The University of Arizona School of Journalism is pleased to welcome Assistant Professor of Practice Pate McMichael to the school. McMichael joins the faculty after spending three years as a professional-in-residence for news at California State University at Chico.
McMichael began his foray into journalism while an undergrad history major at The University of Georgia. A final project on the “legendary” New York Times war reporter, Herbert Matthews, inspired him to head to the US-Mexico border as a newspaper intern for the Brownsville (Texas) Herald.
“After that, I was hooked,” McMichael said.
He graduated from the Missouri School of Journalism at the University of Missouri with a master’s in journalism in 2005. McMichael taught at Georgia College, a public liberal arts university, from 2009 to 2017, where he served as a lecturer and advised The Colonnade, a student newspaper. He also served as adviser for The Orion, the student newspaper at Chico State.
McMichael said he went into teaching “[to] inspire young people to think for themselves. To share generously what I’ve learned the hard way. To declare war against ignorance. Universities are special places where people get first, second and third chances to achieve their potential.”

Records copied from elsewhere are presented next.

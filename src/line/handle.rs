//! Serial line handle: device ownership, attribute fetch/commit, byte I/O.

use super::attrs::LineAttributes;
use super::error::{LineError, LineResult};
use super::mode::LineMode;
use std::fmt;
use std::fs::{File, OpenOptions};
use std::io::{Read, Write};
use std::os::unix::fs::{FileTypeExt, OpenOptionsExt};
use std::os::unix::io::{AsRawFd, RawFd};
use std::path::{Path, PathBuf};
use tracing::debug;

/// Read timeout installed by [`SerialLine::apply_line_mode`], in
/// deciseconds (5 = 500 ms).
pub const MODE_READ_TIMEOUT_DS: u8 = 5;

/// An exclusively-owned, open serial line.
///
/// Owns the device descriptor and the in-memory [`LineAttributes`]
/// snapshot. Mutating the snapshot never changes device behavior on its
/// own; [`commit`](Self::commit) applies it. The descriptor is released
/// when the handle drops, so configuration failures after open cannot leak
/// the device.
pub struct SerialLine {
    device: File,
    path: PathBuf,
    attrs: LineAttributes,
}

impl SerialLine {
    /// Open the character device at `path` for exclusive read/write access
    /// and fetch its current attribute snapshot.
    ///
    /// The descriptor is opened with `O_NOCTTY` (the line must not become
    /// the controlling terminal) and `O_NONBLOCK` (the open itself must not
    /// hang on modem control); `O_NONBLOCK` is cleared again immediately so
    /// subsequent reads honor the committed MIN/TIME settings.
    pub fn open<P: AsRef<Path>>(path: P) -> LineResult<Self> {
        let path = path.as_ref().to_path_buf();

        let device = OpenOptions::new()
            .read(true)
            .write(true)
            .custom_flags(libc::O_NOCTTY | libc::O_NONBLOCK)
            .open(&path)
            .map_err(|e| LineError::open(path.display().to_string(), e))?;

        let metadata = device
            .metadata()
            .map_err(|e| LineError::open(path.display().to_string(), e))?;
        if !metadata.file_type().is_char_device() {
            return Err(LineError::not_a_character_device(path.display().to_string()));
        }

        let fd = device.as_raw_fd();
        clear_nonblock(fd).map_err(|e| LineError::open(path.display().to_string(), e))?;
        let attrs = fetch(fd)?;

        debug!(path = %path.display(), "opened serial line");
        Ok(Self {
            device,
            path,
            attrs,
        })
    }

    /// Open `path` and apply a full line mode in one step: the equivalent
    /// of [`open`](Self::open) followed by
    /// [`apply_line_mode`](Self::apply_line_mode).
    pub fn open_with_mode<P: AsRef<Path>>(
        path: P,
        baud: u32,
        descriptor: &str,
    ) -> LineResult<Self> {
        let mut line = Self::open(path)?;
        line.apply_line_mode(baud, descriptor)?;
        Ok(line)
    }

    /// The device path this handle was opened from.
    pub fn path(&self) -> &Path {
        &self.path
    }

    /// The held attribute snapshot. Reflects the device state as of the
    /// last [`fetch_attributes`](Self::fetch_attributes) or open, plus any
    /// uncommitted local mutation.
    pub fn attributes(&self) -> &LineAttributes {
        &self.attrs
    }

    /// Mutable access to the held snapshot. Changes take effect at the
    /// next [`commit`](Self::commit).
    pub fn attributes_mut(&mut self) -> &mut LineAttributes {
        &mut self.attrs
    }

    /// Re-read the live attribute set from the device into the held
    /// snapshot, discarding uncommitted local changes.
    pub fn fetch_attributes(&mut self) -> LineResult<LineAttributes> {
        self.attrs = fetch(self.device.as_raw_fd())?;
        Ok(self.attrs)
    }

    /// Apply the held snapshot to the device immediately (`TCSANOW`):
    /// pending output is not drained and unread input is not flushed.
    pub fn commit(&self) -> LineResult<()> {
        retry_eintr(|| unsafe {
            libc::tcsetattr(self.device.as_raw_fd(), libc::TCSANOW, self.attrs.as_raw())
        })
        .map_err(LineError::AttributeWrite)?;

        debug!(path = %self.path.display(), "committed line attributes");
        Ok(())
    }

    /// Parse a 3-character mode descriptor and commit a complete line
    /// configuration: flow control off, the descriptor's framing, `baud` in
    /// both directions, a [`MODE_READ_TIMEOUT_DS`] read timeout, receiver
    /// enabled.
    ///
    /// All changes are staged on a copy of the snapshot, so a malformed
    /// descriptor or rejected parameter performs no commit and leaves the
    /// held snapshot untouched. The device only ever observes the
    /// fully-built attribute set.
    pub fn apply_line_mode(&mut self, baud: u32, descriptor: &str) -> LineResult<()> {
        let mode: LineMode = descriptor.parse()?;

        let mut staged = self.attrs;
        staged.set_flow_control(false);
        staged.set_data_bits(mode.data_bits)?;
        staged.set_stop_bits(mode.stop_bits)?;
        staged.set_parity(mode.parity);
        staged.set_speed(baud)?;
        staged.set_read_timeout(MODE_READ_TIMEOUT_DS);
        staged.set_read_enabled(true);

        self.attrs = staged;
        self.commit()?;

        debug!(path = %self.path.display(), %descriptor, baud, "applied line mode");
        Ok(())
    }

    /// Discard data received but not yet read.
    pub fn flush_input(&self) -> LineResult<()> {
        self.flush(libc::TCIFLUSH)
    }

    /// Discard data written but not yet transmitted.
    pub fn flush_output(&self) -> LineResult<()> {
        self.flush(libc::TCOFLUSH)
    }

    /// Discard both unread input and untransmitted output.
    pub fn flush_both(&self) -> LineResult<()> {
        self.flush(libc::TCIOFLUSH)
    }

    fn flush(&self, queue: libc::c_int) -> LineResult<()> {
        retry_eintr(|| unsafe { libc::tcflush(self.device.as_raw_fd(), queue) })?;
        debug!(path = %self.path.display(), queue, "flushed");
        Ok(())
    }

    /// Block until all queued output has been transmitted.
    pub fn drain(&self) -> LineResult<()> {
        retry_eintr(|| unsafe { libc::tcdrain(self.device.as_raw_fd()) })?;
        Ok(())
    }

    /// Read into `buffer` under the committed MIN/TIME regime.
    ///
    /// An expired read timeout is a normal empty result, `Ok(0)`, not an
    /// error. Interrupted calls are retried transparently.
    pub fn read(&mut self, buffer: &mut [u8]) -> LineResult<usize> {
        loop {
            match self.device.read(buffer) {
                Ok(n) => return Ok(n),
                Err(ref e) if e.kind() == std::io::ErrorKind::WouldBlock => return Ok(0),
                Err(ref e) if e.kind() == std::io::ErrorKind::Interrupted => continue,
                Err(e) => return Err(LineError::Io(e)),
            }
        }
    }

    /// Write `buffer` to the line, returning how many bytes were accepted
    /// into the output queue. Interrupted calls are retried transparently.
    pub fn write(&mut self, buffer: &[u8]) -> LineResult<usize> {
        loop {
            match self.device.write(buffer) {
                Ok(n) => return Ok(n),
                Err(ref e) if e.kind() == std::io::ErrorKind::WouldBlock => return Ok(0),
                Err(ref e) if e.kind() == std::io::ErrorKind::Interrupted => continue,
                Err(e) => return Err(LineError::Io(e)),
            }
        }
    }

    /// Write all of `buffer`, looping over short writes.
    pub fn write_all(&mut self, mut buffer: &[u8]) -> LineResult<()> {
        while !buffer.is_empty() {
            let n = self.write(buffer)?;
            if n == 0 {
                return Err(LineError::Io(std::io::Error::new(
                    std::io::ErrorKind::WriteZero,
                    "device accepted no bytes",
                )));
            }
            buffer = &buffer[n..];
        }
        Ok(())
    }

    /// Release the device. Dropping the handle has the same effect; the
    /// explicit form marks the end of the line's scope at the call site,
    /// and consuming `self` makes any later use a compile error.
    pub fn close(self) {}
}

impl AsRawFd for SerialLine {
    fn as_raw_fd(&self) -> RawFd {
        self.device.as_raw_fd()
    }
}

impl Drop for SerialLine {
    fn drop(&mut self) {
        debug!(path = %self.path.display(), "closing serial line");
    }
}

impl fmt::Debug for SerialLine {
    fn fmt(&self, f: &mut fmt::Formatter<'_>) -> fmt::Result {
        f.debug_struct("SerialLine")
            .field("path", &self.path)
            .field("attrs", &self.attrs)
            .finish()
    }
}

/// Read the live attribute set from a descriptor.
fn fetch(fd: RawFd) -> LineResult<LineAttributes> {
    let mut raw: libc::termios = unsafe { std::mem::zeroed() };
    retry_eintr(|| unsafe { libc::tcgetattr(fd, &mut raw) }).map_err(LineError::AttributeRead)?;
    Ok(LineAttributes::from_raw(raw))
}

/// Clear `O_NONBLOCK` so reads honor MIN/TIME instead of returning
/// immediately.
fn clear_nonblock(fd: RawFd) -> std::io::Result<()> {
    let flags = retry_eintr(|| unsafe { libc::fcntl(fd, libc::F_GETFL, 0) })?;
    retry_eintr(|| unsafe { libc::fcntl(fd, libc::F_SETFL, flags & !libc::O_NONBLOCK) })?;
    Ok(())
}

/// Run a libc call, retrying while it fails with `EINTR`.
fn retry_eintr<F>(mut call: F) -> std::io::Result<libc::c_int>
where
    F: FnMut() -> libc::c_int,
{
    loop {
        let rc = call();
        if rc != -1 {
            return Ok(rc);
        }
        let err = std::io::Error::last_os_error();
        if err.kind() != std::io::ErrorKind::Interrupted {
            return Err(err);
        }
    }
}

In addition to teaching, McMichael has worked as a freelance long-form journalist. He is the author of two books, “Klandestine: How a Klan Lawyer and a Checkbook Journalist Helped James Earl Ray Cover Up His Crime” and “Operation Chrysler: Stolen Valor Behind Enemy Lines During World War II.”
His freelance work has appeared Atlanta Magazine, The Atlanta Journal-Constitution, The Bitter Southerner and St. Louis Magazine, to name a few.
“We are excited about having Professor McMichael join our faculty and inspire our students,” said Professor Jessica Retis, director of the School of Journalism. “He will contribute with his experience as a freelance journalist, author, and college professor to our strategic planning and the implementation of our new curriculum.”
Calling himself challenging and demanding yet kind and fair as a teacher, McMichael said he “work[s] hard to stoke curiosity and empower students to make journalistic discoveries.”
He will teach undergraduate journalism classes.
“Pate has great journalism experience and an amazing repertoire of multimedia skills that will prepare our students for the demanding and ever-changing media landscape,” said Professor David Cuillier. “He really cares about the students and the future of journalism.”